L’Hapoël Ironi, c’est peut-être le champion le plus étonnant de la saison qui vient de remporter la Toto League (comprendre la première division israélienne). Un titre acquis cinq journées avant la fin avec seize points d’avance sur l’Hapöel Tel Aviv. Un club inconnu même des amateurs de football les plus férus. Et pour cause, l’équipe surprise siège à Kiryat Chmona, petite ville de 23 000 habitants au Nord de Tel Aviv. Créé en l’an 2000, le club de Kiryat n’a pourtant rien de l’équipe de football 2.0. Les installations d’entraînement sont très sommaires, les Blanc et Bleu évoluant dans un petit stade de 5 200 places, loin de l’agitation des grands clubs d’Haïfa ou de Tel Aviv. Rudy Haddad, le milieu offensif d’Auxerre qui a évolué au Maccabi Tel Aviv de 2007 à 2009, compare la ferveur des équipes populaires « à l’ambiance de certains matches en Turquie » . Une comparaison qui ne s’applique donc pas à ce club, retiré de tout fanatisme, et entraîné par un jeune coach, Ran Ben Shimon qui selon Haddad, aime exercer son métier « sans pression » . Sans pression sur le terrain, certes, mais en dehors, c’est une autre paire de manches.
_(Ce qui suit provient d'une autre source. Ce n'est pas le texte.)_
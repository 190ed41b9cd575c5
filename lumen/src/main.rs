#![allow(clippy::must_use_candidate, clippy::missing_errors_doc)]

mod args;

use args::Args;
use clap::Parser;
use lumen_config::Config;
use lumen_server::Server;
use tokio_util::sync::CancellationToken;

#[tokio::main]
async fn main() -> anyhow::Result<()> {
    let args = Args::parse();

    let config = Config::load(&args.config)?;

    let _telemetry_guard = lumen_telemetry::init(config.telemetry.as_ref(), &args.log)?;

    tracing::info!(config_path = %args.config.display(), "starting lumen");

    let mut server = Server::new(&config)?;

    if let Some(listen) = args.listen {
        server = server.with_listen_address(listen);
    }

    let shutdown = CancellationToken::new();
    let trigger = shutdown.clone();

    tokio::spawn(async move {
        shutdown_signal().await;
        trigger.cancel();
    });

    server.serve(shutdown).await?;

    tracing::info!("lumen stopped");
    Ok(())
}

/// Wait for `SIGINT` or `SIGTERM`
///
/// A handler that fails to install never fires; the other one still works.
async fn shutdown_signal() {
    let ctrl_c = async {
        if let Err(e) = tokio::signal::ctrl_c().await {
            tracing::error!(error = %e, "failed to install Ctrl+C handler");
            std::future::pending::<()>().await;
        }
    };

    #[cfg(unix)]
    let terminate = async {
        match tokio::signal::unix::signal(tokio::signal::unix::SignalKind::terminate()) {
            Ok(mut signal) => {
                signal.recv().await;
            }
            Err(e) => {
                tracing::error!(error = %e, "failed to install SIGTERM handler");
                std::future::pending::<()>().await;
            }
        }
    };

    #[cfg(not(unix))]
    let terminate = std::future::pending::<()>();

    tokio::select! {
        () = ctrl_c => {}
        () = terminate => {}
    }

    tracing::info!("shutdown signal received");
}
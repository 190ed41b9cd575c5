//! Image generation over two provider protocols
//!
//! A synchronous chat-completions provider and an asynchronous
//! submit-then-poll provider sit behind one [`Dispatcher`], which routes by
//! model id and reports failures through a single [`ErrorKind`] taxonomy.

#![allow(
    clippy::must_use_candidate,
    clippy::missing_errors_doc,
    clippy::missing_const_for_fn,
    clippy::module_name_repetitions
)]

mod dispatcher;
mod error;
mod http_client;
pub mod normalize;
pub mod poller;
mod provider;
mod types;

use std::{sync::Arc, time::Duration};

use axum::{
    Extension, Json, Router,
    extract::{Path, State, rejection::JsonRejection},
    routing::{get, post},
};
use lumen_core::RequestContext;
use serde::Serialize;
use tokio_util::sync::CancellationToken;

pub use dispatcher::{CHAT_PROVIDER_NAME, Dispatcher, DispatcherBuilder, TASK_PROVIDER_NAME};
pub use error::{ErrorKind, ProviderError, Result};
pub use provider::ProviderAdapter;
pub use types::{
    GenerateBody, GenerationOutcome, GenerationRequest, IMAGES_PARAM, KeyStatus, ModelInfo, ProviderKind,
    TaskHandle, TaskSnapshot, TaskStatus,
};

/// Provider name used for errors raised before a provider is selected
const GATEWAY: &str = "gateway";

/// Build the dispatcher from configuration
///
/// # Errors
///
/// Returns an error if the polling durations are invalid
pub fn build_dispatcher(config: &lumen_config::Config) -> anyhow::Result<Arc<Dispatcher>> {
    let dispatcher = DispatcherBuilder::new(&config.imagegen)
        .build()
        .map_err(|e| anyhow::anyhow!("Failed to initialize generation dispatcher: {e}"))?;

    Ok(Arc::new(dispatcher))
}

/// Create the endpoint router for generation
pub fn endpoint_router() -> Router<Arc<Dispatcher>> {
    Router::new()
        .route("/generate", post(generate))
        .route("/api/key-status", get(chat_key_status))
        .route("/api/modelscope-key-status", get(task_key_status))
        .route("/v1/providers/{provider}/models", get(list_models))
        .route("/v1/tasks/{task_id}", get(task_status))
}

/// Handle generation requests
///
/// The work is cancelled if the client goes away before it finishes.
async fn generate(
    State(dispatcher): State<Arc<Dispatcher>>,
    Extension(context): Extension<RequestContext>,
    body: std::result::Result<Json<GenerateBody>, JsonRejection>,
) -> Result<Json<GenerationOutcome>> {
    let Json(body) = body.map_err(|e| ProviderError::invalid_input(GATEWAY, e.body_text()))?;
    let request = generation_request(&dispatcher, body, context)?;

    tracing::debug!("Generation handler called for model: {}", request.model);

    let cancel = CancellationToken::new();
    let _cancel_on_drop = cancel.clone().drop_guard();

    let outcome = dispatcher.generate(&request, &cancel).await?;

    Ok(Json(outcome))
}

/// Turn the HTTP body into a request, applying the reserved-model default
fn generation_request(
    dispatcher: &Dispatcher,
    body: GenerateBody,
    context: RequestContext,
) -> Result<GenerationRequest> {
    let GenerateBody {
        prompt,
        model,
        timeout,
        poll_interval,
        params,
    } = body;

    let model = model
        .filter(|model| !model.trim().is_empty())
        .unwrap_or_else(|| dispatcher.reserved_model().to_string());

    let mut request = GenerationRequest::new(prompt, model).with_params(params);
    request.api_key = context.api_key;

    if let Some(seconds) = timeout {
        request = request.with_timeout(seconds_param("timeout", seconds)?);
    }

    if let Some(seconds) = poll_interval {
        request = request.with_poll_interval(seconds_param("poll_interval", seconds)?);
    }

    Ok(request)
}

fn seconds_param(field: &str, seconds: f64) -> Result<Duration> {
    Duration::try_from_secs_f64(seconds)
        .ok()
        .filter(|duration| !duration.is_zero())
        .ok_or_else(|| ProviderError::invalid_input(GATEWAY, format!("{field} must be a positive number of seconds")))
}

async fn chat_key_status(State(dispatcher): State<Arc<Dispatcher>>) -> Json<KeyStatus> {
    Json(dispatcher.key_status(ProviderKind::Chat).await)
}

async fn task_key_status(State(dispatcher): State<Arc<Dispatcher>>) -> Json<KeyStatus> {
    Json(dispatcher.key_status(ProviderKind::Task).await)
}

#[derive(Serialize)]
struct ModelList {
    object: &'static str,
    data: Vec<ModelInfo>,
}

async fn list_models(
    State(dispatcher): State<Arc<Dispatcher>>,
    Path(provider): Path<String>,
) -> Result<Json<ModelList>> {
    let kind = provider
        .parse::<ProviderKind>()
        .map_err(|_| ProviderError::invalid_input(GATEWAY, format!("unknown provider '{provider}'")))?;

    let data = dispatcher.list_models(kind).await?;

    Ok(Json(ModelList { object: "list", data }))
}

async fn task_status(
    State(dispatcher): State<Arc<Dispatcher>>,
    Extension(context): Extension<RequestContext>,
    Path(task_id): Path<String>,
) -> Result<Json<TaskSnapshot>> {
    let snapshot = dispatcher.task_status(&task_id, context.api_key.as_ref()).await?;

    Ok(Json(snapshot))
}
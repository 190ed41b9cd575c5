use std::time::Duration;

use secrecy::{ExposeSecret, SecretString};
use serde::Deserialize;

/// Model id that routes a request to the chat provider
pub const DEFAULT_RESERVED_MODEL: &str = "nanobanana";

/// Top-level generation provider configuration
#[derive(Debug, Deserialize)]
#[serde(deny_unknown_fields)]
pub struct ImageGenConfig {
    /// Model id reserved for the synchronous chat provider
    ///
    /// Every other model id is passed through to the async task provider.
    #[serde(default = "default_reserved_model")]
    pub reserved_model: String,
    /// Synchronous chat-completions provider
    #[serde(default)]
    pub chat: ChatProviderConfig,
    /// Asynchronous task provider
    #[serde(default)]
    pub task: TaskProviderConfig,
}

impl Default for ImageGenConfig {
    fn default() -> Self {
        Self {
            reserved_model: default_reserved_model(),
            chat: ChatProviderConfig::default(),
            task: TaskProviderConfig::default(),
        }
    }
}

/// Configuration for the synchronous chat-completions provider
#[derive(Debug, Deserialize)]
#[serde(deny_unknown_fields)]
pub struct ChatProviderConfig {
    /// API key
    #[serde(default)]
    pub api_key: Option<SecretString>,
    /// Base URL override
    #[serde(default)]
    pub base_url: Option<String>,
    /// Upstream model used for every chat generation
    #[serde(default = "default_chat_model")]
    pub default_model: String,
}

impl Default for ChatProviderConfig {
    fn default() -> Self {
        Self {
            api_key: None,
            base_url: None,
            default_model: default_chat_model(),
        }
    }
}

impl ChatProviderConfig {
    /// Configured API key, treating an empty value as absent
    pub fn api_key(&self) -> Option<SecretString> {
        non_empty(self.api_key.as_ref())
    }
}

/// Configuration for the asynchronous task provider
#[derive(Debug, Deserialize)]
#[serde(deny_unknown_fields)]
pub struct TaskProviderConfig {
    /// API key
    #[serde(default)]
    pub api_key: Option<SecretString>,
    /// Base URL override
    #[serde(default)]
    pub base_url: Option<String>,
    /// Delay between task status checks (e.g. "5s")
    #[serde(default = "default_poll_interval")]
    pub poll_interval: String,
    /// Overall polling budget (e.g. "180s", "3m")
    #[serde(default = "default_timeout")]
    pub timeout: String,
}

impl Default for TaskProviderConfig {
    fn default() -> Self {
        Self {
            api_key: None,
            base_url: None,
            poll_interval: default_poll_interval(),
            timeout: default_timeout(),
        }
    }
}

impl TaskProviderConfig {
    /// Configured API key, treating an empty value as absent
    pub fn api_key(&self) -> Option<SecretString> {
        non_empty(self.api_key.as_ref())
    }

    /// Parsed polling interval
    ///
    /// # Errors
    ///
    /// Returns an error if the value is not a valid, non-zero duration
    pub fn poll_interval(&self) -> anyhow::Result<Duration> {
        parse_positive("imagegen.task.poll_interval", &self.poll_interval)
    }

    /// Parsed overall polling timeout
    ///
    /// # Errors
    ///
    /// Returns an error if the value is not a valid, non-zero duration
    pub fn timeout(&self) -> anyhow::Result<Duration> {
        parse_positive("imagegen.task.timeout", &self.timeout)
    }
}

pub(crate) fn parse_positive(field: &str, raw: &str) -> anyhow::Result<Duration> {
    let duration = duration_str::parse(raw).map_err(|e| anyhow::anyhow!("invalid duration for {field} '{raw}': {e}"))?;

    if duration.is_zero() {
        anyhow::bail!("{field} must be greater than zero");
    }

    Ok(duration)
}

fn non_empty(key: Option<&SecretString>) -> Option<SecretString> {
    key.filter(|key| !key.expose_secret().trim().is_empty()).cloned()
}

fn default_reserved_model() -> String {
    DEFAULT_RESERVED_MODEL.to_string()
}

fn default_chat_model() -> String {
    "google/gemini-2.5-flash-image-preview".to_string()
}

fn default_poll_interval() -> String {
    "5s".to_string()
}

fn default_timeout() -> String {
    "180s".to_string()
}
use std::time::Duration;

use serde::Deserialize;

/// CORS configuration for the storefront and admin origins
#[derive(Debug, Clone, Deserialize)]
#[serde(deny_unknown_fields)]
pub struct CorsConfig {
    /// Allowed origins (wildcard "*" or explicit list)
    #[serde(default)]
    pub origins: AnyOrList,
    /// Allowed HTTP methods (wildcard "*" or explicit list)
    #[serde(default)]
    pub methods: AnyOrList,
    /// Allowed request headers (wildcard "*" or explicit list)
    #[serde(default)]
    pub headers: AnyOrList,
    /// Allow credentials
    #[serde(default)]
    pub credentials: bool,
    /// Max age for preflight cache in seconds
    #[serde(default)]
    pub max_age: Option<u64>,
}

impl CorsConfig {
    /// Preflight cache lifetime
    pub fn max_age_duration(&self) -> Option<Duration> {
        self.max_age.map(Duration::from_secs)
    }
}

/// Either a wildcard "*" or an explicit list of values
#[derive(Debug, Clone, Default, PartialEq, Eq)]
pub enum AnyOrList {
    /// Match any value
    #[default]
    Any,
    /// Explicit list
    List(Vec<String>),
}

impl<'de> Deserialize<'de> for AnyOrList {
    fn deserialize<D>(deserializer: D) -> Result<Self, D::Error>
    where
        D: serde::Deserializer<'de>,
    {
        #[derive(Deserialize)]
        #[serde(untagged)]
        enum Raw {
            One(String),
            Many(Vec<String>),
        }

        let values = match Raw::deserialize(deserializer)? {
            Raw::One(value) => vec![value],
            Raw::Many(values) => values,
        };

        if values.iter().any(|value| value == "*") {
            Ok(Self::Any)
        } else {
            Ok(Self::List(values))
        }
    }
}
Il n’est pas rare pour Kiryat Chmona d’être la cible des roquettes du Hezbollah, la ville se situant à proximité du Liban. Rudy Haddad approuve, non sans nuance : « En Israël, il arrive que l’on soit accompagné. Par exemple je me rappelle d’un match face au club arabe de Sahnin où on était vraiment protégés avant d’arriver dans la ville. Les roquettes ça n’arrive pas que dans ce club. »
Un coach passionné et un « omniprésident »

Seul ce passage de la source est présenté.